Plato (~425–348 BCE) and Aristotle (384–322 BCE) are arguably the two most influential Greek philosophers in the development of western Eurasian civilizations, but among their differences was one that impacted the way women are treated even today.
Both believed that social roles should be assigned to each individual's nature, and both believed those natures were driven by an individual's psychosomatic makeup. They agreed on the roles of enslaved people, barbarians, children, and artisans, but not about women.
Based on his writings in the Republic and most of the Dialogues, Plato was seemingly open to the potential equality of men and women. Plato believed in metempsychosis (essentially reincarnation), that the human soul was sexless and could change genders from life to life. It was only logical that, since souls are immutable, they bring the same abilities with them from body to body. Accordingly, he said, women should have equal access to education and politics.

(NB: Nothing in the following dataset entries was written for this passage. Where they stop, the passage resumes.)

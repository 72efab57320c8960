//! Configuration validation.
//!
//! # Responsibilities
//! - Semantic validation (serde handles syntactic)
//! - Addresses pass checksum validation before anything touches the network
//! - Validate value ranges (timeouts > 0, attempts > 0)
//!
//! # Design Decisions
//! - Returns all validation errors, not just first
//! - Validation is a pure function: TransferConfig → Result<(), Vec<ValidationError>>

use crate::blockchain::address::parse_address;
use crate::config::schema::TransferConfig;

/// A single semantic problem in the configuration.
#[derive(Debug, Clone, PartialEq, Eq)]
pub struct ValidationError {
    /// Dotted path of the offending field.
    pub field: &'static str,
    pub message: String,
}

impl ValidationError {
    fn new(field: &'static str, message: impl Into<String>) -> Self {
        Self {
            field,
            message: message.into(),
        }
    }
}

impl std::fmt::Display for ValidationError {
    fn fmt(&self, f: &mut std::fmt::Formatter<'_>) -> std::fmt::Result {
        write!(f, "{}: {}", self.field, self.message)
    }
}

/// Validate a parsed configuration.
pub fn validate_config(config: &TransferConfig) -> Result<(), Vec<ValidationError>> {
    let mut errors = Vec::new();

    if config.rpc.rpc_url.parse::<url::Url>().is_err() {
        errors.push(ValidationError::new("rpc.rpc_url", "not a valid URL"));
    }
    for url in &config.rpc.failover_urls {
        if url.parse::<url::Url>().is_err() {
            errors.push(ValidationError::new(
                "rpc.failover_urls",
                format!("'{url}' is not a valid URL"),
            ));
        }
    }
    if config.rpc.chain_id == 0 {
        errors.push(ValidationError::new("rpc.chain_id", "must be non-zero"));
    }
    if config.rpc.rpc_timeout_secs == 0 {
        errors.push(ValidationError::new("rpc.rpc_timeout_secs", "must be non-zero"));
    }

    if let Err(e) = parse_address(&config.account.sender_address) {
        errors.push(ValidationError::new("account.sender_address", e.to_string()));
    }
    if config.account.private_key_env.is_empty() {
        errors.push(ValidationError::new("account.private_key_env", "must be set"));
    }

    if let Err(e) = parse_address(&config.token.contract_address) {
        errors.push(ValidationError::new("token.contract_address", e.to_string()));
    }

    if config.confirmation.max_attempts == 0 {
        errors.push(ValidationError::new("confirmation.max_attempts", "must be at least 1"));
    }

    if errors.is_empty() {
        Ok(())
    } else {
        Err(errors)
    }
}
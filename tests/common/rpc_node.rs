//! A scripted JSON-RPC node on a local port, for exercising the real HTTP
//! client.

use std::net::SocketAddr;
use std::sync::{Arc, Mutex};
use std::time::Duration;

use serde_json::{json, Value};
use tokio::io::{AsyncReadExt, AsyncWriteExt};
use tokio::net::{TcpListener, TcpStream};

/// A running node. Every request is recorded as `(method, params)`.
pub struct RpcNode {
    pub url: String,
    requests: Arc<Mutex<Vec<(String, Value)>>>,
}

impl RpcNode {
    /// How many times `method` was called.
    pub fn count(&self, method: &str) -> usize {
        self.requests
            .lock()
            .unwrap()
            .iter()
            .filter(|(m, _)| m == method)
            .count()
    }

    /// Params of every call to `method`, in order.
    pub fn params(&self, method: &str) -> Vec<Value> {
        self.requests
            .lock()
            .unwrap()
            .iter()
            .filter(|(m, _)| m == method)
            .map(|(_, p)| p.clone())
            .collect()
    }
}

/// `{"result": value}`, merged into the response envelope.
pub fn result(value: Value) -> Value {
    json!({ "result": value })
}

/// `{"error": {...}}`, merged into the response envelope.
pub fn rpc_error(code: i64, message: &str) -> Value {
    json!({ "error": { "code": code, "message": message } })
}

/// Start a node that answers every request with `handler(method, params)`.
/// `eth_chainId` is answered with 31337 unless the handler overrides it.
pub async fn start_rpc_node<F>(handler: F) -> RpcNode
where
    F: Fn(&str, &Value) -> Option<Value> + Send + Sync + 'static,
{
    let listener = TcpListener::bind("127.0.0.1:0").await.unwrap();
    let addr = listener.local_addr().unwrap();
    let requests = Arc::new(Mutex::new(Vec::new()));
    let handler = Arc::new(handler);

    let recorded = requests.clone();
    tokio::spawn(async move {
        loop {
            match listener.accept().await {
                Ok((mut socket, _)) => {
                    let handler = handler.clone();
                    let recorded = recorded.clone();
                    tokio::spawn(async move {
                        let Some(body) = read_request_body(&mut socket).await else {
                            return;
                        };
                        let request: Value = serde_json::from_slice(&body).unwrap();
                        let method = request["method"].as_str().unwrap_or_default().to_string();
                        let params = request["params"].clone();
                        recorded.lock().unwrap().push((method.clone(), params.clone()));

                        let mut response = match handler(&method, &params) {
                            Some(answer) => answer,
                            None if method == "eth_chainId" => result(json!("0x7a69")),
                            None => rpc_error(-32601, "method not found"),
                        };
                        response["jsonrpc"] = json!("2.0");
                        response["id"] = request["id"].clone();

                        let body = response.to_string();
                        let response_str = format!(
                            "HTTP/1.1 200 OK\r\nContent-Type: application/json\r\nContent-Length: {}\r\nConnection: close\r\n\r\n{}",
                            body.len(),
                            body
                        );
                        let _ = socket.write_all(response_str.as_bytes()).await;
                        let _ = socket.shutdown().await;
                    });
                }
                Err(_) => break,
            }
        }
    });

    RpcNode {
        url: url(addr),
        requests,
    }
}

/// Start a node that accepts connections and closes them without answering.
pub async fn start_dropping_node() -> String {
    let listener = TcpListener::bind("127.0.0.1:0").await.unwrap();
    let addr = listener.local_addr().unwrap();

    tokio::spawn(async move {
        while let Ok((mut socket, _)) = listener.accept().await {
            let _ = read_request_body(&mut socket).await;
            drop(socket);
        }
    });

    url(addr)
}

/// Start a node that reads requests and never answers.
pub async fn start_hung_node() -> String {
    let listener = TcpListener::bind("127.0.0.1:0").await.unwrap();
    let addr = listener.local_addr().unwrap();

    tokio::spawn(async move {
        while let Ok((mut socket, _)) = listener.accept().await {
            tokio::spawn(async move {
                let _ = read_request_body(&mut socket).await;
                tokio::time::sleep(Duration::from_secs(3600)).await;
                drop(socket);
            });
        }
    });

    url(addr)
}

fn url(addr: SocketAddr) -> String {
    format!("http://{}", addr)
}

async fn read_request_body(socket: &mut TcpStream) -> Option<Vec<u8>> {
    let mut buf = Vec::new();
    let mut chunk = [0u8; 4096];
    loop {
        let n = socket.read(&mut chunk).await.ok()?;
        if n == 0 {
            return None;
        }
        buf.extend_from_slice(&chunk[..n]);

        if let Some(end) = buf.windows(4).position(|w| w == b"\r\n\r\n") {
            let headers = String::from_utf8_lossy(&buf[..end]).to_ascii_lowercase();
            let length = headers
                .lines()
                .find_map(|line| line.strip_prefix("content-length:"))
                .and_then(|v| v.trim().parse::<usize>().ok())
                .unwrap_or(0);
            let start = end + 4;
            if buf.len() >= start + length {
                return Some(buf[start..start + length].to_vec());
            }
        }
    }
}
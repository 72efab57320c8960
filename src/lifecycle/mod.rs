//! Lifecycle management subsystem.
//!
//! # Data Flow
//! ```text
//! Cancellation (cancel.rs):
//!     CancelHandle::cancel → every CancelSignal observes it
//!
//! Signals (signals.rs):
//!     SIGINT (Ctrl-C) → CancelHandle::cancel
//! ```
//!
//! # Design Decisions
//! - Cancellation is level-triggered: a late subscriber still sees it
//! - The transfer pipeline only checks it where stopping is safe
//!   (before broadcast, between receipt polls)

pub mod cancel;
pub mod signals;

pub use cancel::{CancelHandle, CancelSignal};
//! Blockchain integration subsystem.
//!
//! # Data Flow
//! ```text
//! TransactionManager::transfer(to, amount)
//!     → address.rs      (checksum validation, before any RPC)
//!     → chain_state.rs  (nonce, gas price, gas estimate)
//!     → builder.rs      (envelope + EIP-155 preimage, calldata from erc20.rs)
//!     → signer.rs       (RFC 6979 ECDSA, raw bytes, hash)
//!     → broadcaster.rs  (eth_sendRawTransaction)
//!     → watcher.rs      (receipt polling)
//! ```
//! All node access goes through `rpc::RpcTransport`; `client.rs` is the
//! alloy-backed implementation.
//!
//! # Security Constraints
//! - Private keys are held in zeroizing buffers and never logged
//! - All RPC calls have configurable timeouts
//! - Addresses are validated before they reach any other component

pub mod address;
pub mod broadcaster;
pub mod builder;
pub mod chain_state;
pub mod client;
pub mod erc20;
pub mod manager;
pub mod rpc;
pub mod signer;
pub mod types;
pub mod watcher;

pub use client::BlockchainClient;
pub use manager::{TransactionManager, TransferSettings};
pub use rpc::{CallRequest, RpcTransport};
pub use signer::{SecretKey, SignedTransaction, TransactionSigner};
pub use types::{Broadcast, Receipt, ReceiptStatus, RpcError, TransferError, TransferResult};
pub use watcher::PollPolicy;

Plato, Republic: "If women are expected to do the same work as men, we must teach them the same things.”
On the other hand, Aristotle, Plato's student and colleague at the Academy in Athens, believed that women were fit only to be the subjects of male rule. Women have the deliberative part of the soul, he said, but it isn't sovereign in nature: they are born to be ruled by men in a constitutional sense, as a citizens rule other citizens. Human beings are the union of body and soul, he said, and nature has designed the female body for one job: procreation and nurturing.
Aristotle, Politics: "The slave is wholly lacking the deliberative element; the female has it but it lacks authority; the child has it but it is incomplete."